The ECB warned that since “price gyrations over the last number of
years have been particularly dramatic,” the “outlook for energy markets
and prices remains uncertain in the long run.”

The report found that the “response of euro area output to large
energy price changes is determined by the energy dependency and the
intensity of production, as well as by the degree of flexibility of the
economy more generally.”

The higher the flexibility of an economy and the lower its energy
dependency, the lower the output loss as a result of higher energy
prices tends to be, the central bank said.

“Looking ahead, the main factors impacting on the future of euro
area energy markets point to a further reduction in the degree of energy
intensity, making the euro area economy less vulnerable to price
changes. However, energy dependency is expected to remain high and
energy prices may remain volatile,” the ECB said.

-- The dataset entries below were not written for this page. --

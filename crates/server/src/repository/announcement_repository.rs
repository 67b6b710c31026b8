use crate::entity::announcement;
use anyhow::Result;
use chrono::{NaiveDateTime, Utc};
use collegejump_core::domain::{AnnouncementId, Body, Email, Heading};
use sea_orm::{
    ActiveModelTrait, ActiveValue::Set, ConnectionTrait, EntityTrait, QueryOrder, QuerySelect,
};

#[derive(Debug, Clone, PartialEq, Eq)]
pub struct AnnouncementRecord {
    pub id: AnnouncementId,
    pub author: String,
    pub title: String,
    pub content: String,
    pub timestamp: NaiveDateTime,
}

#[derive(Debug, Clone)]
pub struct AnnouncementContent {
    pub title: Heading,
    pub content: Body,
}

pub struct AnnouncementRepository<'c, C> {
    conn: &'c C,
}

impl<'c, C: ConnectionTrait> AnnouncementRepository<'c, C> {
    pub fn new(conn: &'c C) -> Self {
        Self { conn }
    }

    fn map_model(model: announcement::Model) -> AnnouncementRecord {
        AnnouncementRecord {
            id: AnnouncementId::new(model.id),
            author: model.author,
            title: model.title,
            content: model.content,
            timestamp: model.timestamp,
        }
    }

    pub async fn list_recent(&self, limit: Option<u64>) -> Result<Vec<AnnouncementRecord>> {
        let models = announcement::Entity::find()
            .order_by_desc(announcement::Column::Timestamp)
            .order_by_desc(announcement::Column::Id)
            .limit(limit)
            .all(self.conn)
            .await?;

        Ok(models.into_iter().map(Self::map_model).collect())
    }

    pub async fn find_by_id(&self, id: AnnouncementId) -> Result<Option<AnnouncementRecord>> {
        let model = announcement::Entity::find_by_id(id.into_inner())
            .one(self.conn)
            .await?;

        Ok(model.map(Self::map_model))
    }

    pub async fn create(&self, author: &Email, content: AnnouncementContent) -> Result<AnnouncementRecord> {
        let model = announcement::ActiveModel {
            author: Set(author.as_str().to_string()),
            title: Set(content.title.into_inner()),
            content: Set(content.content.into_inner()),
            timestamp: Set(Utc::now().naive_utc()),
            ..Default::default()
        }
        .insert(self.conn)
        .await?;

        Ok(Self::map_model(model))
    }

    pub async fn update(
        &self,
        id: AnnouncementId,
        content: AnnouncementContent,
    ) -> Result<Option<AnnouncementRecord>> {
        let Some(model) = announcement::Entity::find_by_id(id.into_inner())
            .one(self.conn)
            .await?
        else {
            return Ok(None);
        };

        let mut active_model: announcement::ActiveModel = model.into();
        active_model.title = Set(content.title.into_inner());
        active_model.content = Set(content.content.into_inner());

        let updated = active_model.update(self.conn).await?;
        Ok(Some(Self::map_model(updated)))
    }

    pub async fn delete(&self, id: AnnouncementId) -> Result<bool> {
        let result = announcement::Entity::delete_by_id(id.into_inner())
            .exec(self.conn)
            .await?;

        Ok(result.rows_affected > 0)
    }
}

In addition, energy supply may have been hit “by the downscaling of
investment during the crisis, and tightness in the global energy market
may re-emerge as global activity growth resumes,” the central bank
warned.

“As regards inflation, first-round effects [via the energy prices
paid by consumers and energy costs in the production process] and
second-round effects [via wage and price-setting behavior more
generally] both contribute to the impact of energy prices on consumer
prices in a substantive way,” the ECB said.

“While monetary policy cannot address first-round effects, it
should tackle second-round effects by shaping inflation expectations,”
the report said.

“If monetary policy is not credible, inflation expectations can
become unanchored by energy price changes. However, in an environment
with a credible central bank, energy price fluctuations should not
affect inflation expectations over the medium to long term,” the ECB
said.

As monetary policy works with a lag, “a medium-term oriented
monetary authority looks through the short-term volatility of headline
inflation and does not attempt to fine-tune price and economic
developments,” the ECB noted.

“A more aggressive monetary policy response is however needed when
there are clear signs of second-round effects on prices”, as second
round effects such as wage and price indexation or higher pricing power
of firms “make the impact of transitory energy price increases on
inflation more persistent,” the ECB asserted.